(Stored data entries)

________________

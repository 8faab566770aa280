use std::collections::HashMap;

use logmerge_types::Instant;

use crate::config::{CompiledComponent, TIMESTAMP_FIELD};
use crate::error::{LogError, Result};
use crate::timestamp::TimestampNormalizer;

/// Fields extracted from one line by a component's line format
#[derive(Clone, Debug, PartialEq)]
pub struct ParsedLine {
    pub timestamp: Instant,

    /// Named groups other than `timestamp`; groups that did not take part
    /// in the match are absent
    pub fields: HashMap<String, String>,
}

impl ParsedLine {
    /// Join the requested fields with single spaces.
    ///
    /// Missing fields contribute an empty string, so the separator count
    /// stays fixed.
    pub fn message(&self, display_fields: &[String]) -> String {
        display_fields
            .iter()
            .map(|field| {
                if field == TIMESTAMP_FIELD {
                    self.timestamp.format("%Y-%m-%d %H:%M:%S%.f%:z").to_string()
                } else {
                    self.fields.get(field).cloned().unwrap_or_default()
                }
            })
            .collect::<Vec<_>>()
            .join(" ")
    }
}

/// Parser that extracts structure from raw lines using a component's line format
#[derive(Clone, Copy, Debug, Default)]
pub struct LineParser {
    timestamps: TimestampNormalizer,
}

impl LineParser {
    pub fn new(timestamps: TimestampNormalizer) -> Self {
        Self { timestamps }
    }

    /// Parse a line with `component`'s line format.
    ///
    /// Returns `Ok(None)` when the format does not match at the start of the
    /// line, and `UnparseableTimestamp` when it matches but the captured
    /// timestamp cannot be read.
    pub fn parse(&self, line: &str, component: &CompiledComponent) -> Result<Option<ParsedLine>> {
        let format = component.line_format();
        let Some(caps) = format.captures(line) else {
            return Ok(None);
        };

        let raw_ts = caps
            .name(TIMESTAMP_FIELD)
            .map(|m| m.as_str())
            .ok_or_else(|| LogError::UnparseableTimestamp(String::new()))?;
        let timestamp = self.timestamps.parse(raw_ts)?;

        let fields = format
            .capture_names()
            .flatten()
            .filter(|name| *name != TIMESTAMP_FIELD)
            .filter_map(|name| caps.name(name).map(|m| (name.to_string(), m.as_str().to_string())))
            .collect();

        Ok(Some(ParsedLine { timestamp, fields }))
    }
}

#[cfg(test)]
mod tests {
    use super::*;
    use chrono::{DateTime, Utc};
    use logmerge_types::ComponentConfig;

    fn component(line_format: &str, show: &[&str]) -> CompiledComponent {
        CompiledComponent::compile(
            "app",
            ComponentConfig {
                file_name_pattern: "app".to_string(),
                line_format: line_format.to_string(),
                display_fields: show.iter().map(|s| s.to_string()).collect(),
                highlight_rules: Vec::new(),
            },
        )
        .unwrap()
    }

    const FORMAT: &str = r"(?P<timestamp>\S+ \S+) \[(?P<level>\w+)\] (?P<msg>.*)";

    #[test]
    fn test_parse_fields() {
        let app = component(FORMAT, &["level", "msg"]);
        let parsed = LineParser::default()
            .parse("2024-01-15 10:30:00.123 [WARN] disk almost full", &app)
            .unwrap()
            .unwrap();

        assert_eq!(
            parsed.timestamp,
            DateTime::parse_from_rfc3339("2024-01-15T10:30:00.123Z")
                .unwrap()
                .with_timezone(&Utc)
        );
        assert_eq!(parsed.fields["level"], "WARN");
        assert_eq!(parsed.fields["msg"], "disk almost full");
        assert!(!parsed.fields.contains_key("timestamp"));
        assert_eq!(parsed.message(app.display_fields()), "WARN disk almost full");
    }

    #[test]
    fn test_match_anchored_at_start() {
        let app = component(FORMAT, &["msg"]);
        let line = "noise 2024-01-15 10:30:00.123 [WARN] late start";
        assert_eq!(LineParser::default().parse(line, &app).unwrap(), None);
    }

    #[test]
    fn test_non_matching_line() {
        let app = component(FORMAT, &["msg"]);
        assert_eq!(LineParser::default().parse("   at Foo.bar()", &app).unwrap(), None);
    }

    #[test]
    fn test_bad_timestamp_is_error() {
        let app = component(FORMAT, &["msg"]);
        let result = LineParser::default().parse("not a-time [INFO] hello", &app);
        assert!(matches!(result, Err(LogError::UnparseableTimestamp(_))));
    }

    #[test]
    fn test_message_field_order_and_duplicates() {
        let app = component(
            r"(?P<timestamp>\S+) (?P<a>\w+)(?: (?P<b>\w+))?",
            &["b", "a", "a", "missing"],
        );
        let parsed = LineParser::default()
            .parse("2024-01-15T10:30:00Z one two", &app)
            .unwrap()
            .unwrap();
        assert_eq!(parsed.message(app.display_fields()), "two one one ");

        let parsed = LineParser::default()
            .parse("2024-01-15T10:30:00Z solo", &app)
            .unwrap()
            .unwrap();
        assert!(!parsed.fields.contains_key("b"));
        assert_eq!(parsed.message(app.display_fields()), " solo solo ");
    }

    #[test]
    fn test_timestamp_as_display_field() {
        let app = component(r"(?P<timestamp>\S+) (?P<msg>.*)", &["timestamp", "msg"]);
        let parsed = LineParser::default()
            .parse("2024-01-15T10:30:00.5+02:00 hi", &app)
            .unwrap()
            .unwrap();
        assert_eq!(
            parsed.message(app.display_fields()),
            "2024-01-15 08:30:00.500+00:00 hi"
        );
    }
}
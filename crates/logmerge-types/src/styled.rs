use std::ops::Range;

use ratatui::style::Style;
use ratatui::text::{Line, Span};

/// Text with one style per character.
///
/// Ranges passed to [`StyledText::stylize`] are byte ranges, as produced by
/// the regex engine; styles are stored per `char` so multibyte text is safe.
#[derive(Clone, Debug, PartialEq)]
pub struct StyledText {
    text: String,
    /// Byte offset of each char
    offsets: Vec<usize>,
    styles: Vec<Style>,
}

/// A maximal run of characters sharing one style
#[derive(Clone, Debug, PartialEq)]
pub struct StyledRun {
    pub bytes: Range<usize>,
    pub chars: Range<usize>,
    pub style: Style,
}

impl StyledText {
    pub fn new(text: impl Into<String>) -> Self {
        let text = text.into();
        let offsets: Vec<usize> = text.char_indices().map(|(i, _)| i).collect();
        let styles = vec![Style::default(); offsets.len()];
        Self {
            text,
            offsets,
            styles,
        }
    }

    pub fn text(&self) -> &str {
        &self.text
    }

    /// Number of characters
    pub fn len(&self) -> usize {
        self.styles.len()
    }

    pub fn is_empty(&self) -> bool {
        self.styles.is_empty()
    }

    /// Style of the character at `index`, if any
    pub fn style_at(&self, index: usize) -> Option<Style> {
        self.styles.get(index).copied()
    }

    /// Layer `style` over the characters in the byte range.
    ///
    /// Colors set here replace colors from earlier calls.
    pub fn stylize(&mut self, style: Style, bytes: Range<usize>) {
        let start = self.char_index(bytes.start);
        let end = self.char_index(bytes.end);
        for slot in &mut self.styles[start..end.max(start)] {
            *slot = slot.patch(style);
        }
    }

    /// Layer `style` over every character
    pub fn stylize_all(&mut self, style: Style) {
        self.stylize(style, 0..self.text.len());
    }

    /// Char index of the first char starting at or after `byte`
    fn char_index(&self, byte: usize) -> usize {
        self.offsets.partition_point(|&offset| offset < byte)
    }

    fn byte_offset(&self, char_index: usize) -> usize {
        self.offsets
            .get(char_index)
            .copied()
            .unwrap_or(self.text.len())
    }

    /// Collapse per-character styles into runs
    pub fn runs(&self) -> Vec<StyledRun> {
        let mut runs = Vec::new();
        let mut start = 0;
        for i in 1..=self.styles.len() {
            if i == self.styles.len() || self.styles[i] != self.styles[start] {
                runs.push(StyledRun {
                    bytes: self.byte_offset(start)..self.byte_offset(i),
                    chars: start..i,
                    style: self.styles[start],
                });
                start = i;
            }
        }
        runs
    }

    /// Build a ratatui line, with `base` under every run
    pub fn to_line(&self, base: Style) -> Line<'static> {
        let spans: Vec<Span<'static>> = self
            .runs()
            .into_iter()
            .map(|run| Span::styled(self.text[run.bytes].to_string(), base.patch(run.style)))
            .collect();
        Line::from(spans)
    }
}

#[cfg(test)]
mod tests {
    use super::*;
    use ratatui::style::Color;

    #[test]
    fn test_stylize_byte_range() {
        let mut text = StyledText::new("error: disk full");
        text.stylize(Style::default().fg(Color::Red), 0..5);

        assert_eq!(text.style_at(0).unwrap().fg, Some(Color::Red));
        assert_eq!(text.style_at(4).unwrap().fg, Some(Color::Red));
        assert_eq!(text.style_at(5).unwrap().fg, None);
        assert_eq!(text.runs().len(), 2);
    }

    #[test]
    fn test_later_color_wins() {
        let mut text = StyledText::new("abcdef");
        text.stylize(Style::default().fg(Color::Red), 0..4);
        text.stylize(Style::default().fg(Color::Blue), 2..6);

        let fgs: Vec<_> = (0..6).map(|i| text.style_at(i).unwrap().fg).collect();
        assert_eq!(
            fgs,
            vec![
                Some(Color::Red),
                Some(Color::Red),
                Some(Color::Blue),
                Some(Color::Blue),
                Some(Color::Blue),
                Some(Color::Blue),
            ]
        );
    }

    #[test]
    fn test_multibyte_offsets() {
        // "é" and "í" are two bytes each, the range covers "rí"
        let mut text = StyledText::new("café río");
        text.stylize(Style::default().fg(Color::Green), 6..9);

        assert_eq!(text.len(), 8);
        assert_eq!(text.style_at(4).unwrap().fg, None);
        assert_eq!(text.style_at(5).unwrap().fg, Some(Color::Green));
        assert_eq!(text.style_at(6).unwrap().fg, Some(Color::Green));
        assert_eq!(text.style_at(7).unwrap().fg, None);

        let line = text.to_line(Style::default());
        let rendered: String = line.spans.iter().map(|s| s.content.as_ref()).collect();
        assert_eq!(rendered, "café río");
    }

    #[test]
    fn test_empty_text() {
        let mut text = StyledText::new("");
        text.stylize_all(Style::default().fg(Color::Red));
        assert!(text.is_empty());
        assert!(text.runs().is_empty());
    }
}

________________

Exercise description:
Go through the entries and report every line with the string "when".

Task answer:
    /// Returns `Ok(None)` when the format does not match at the start of the
    /// line, and `UnparseableTimestamp` when it matches but the captured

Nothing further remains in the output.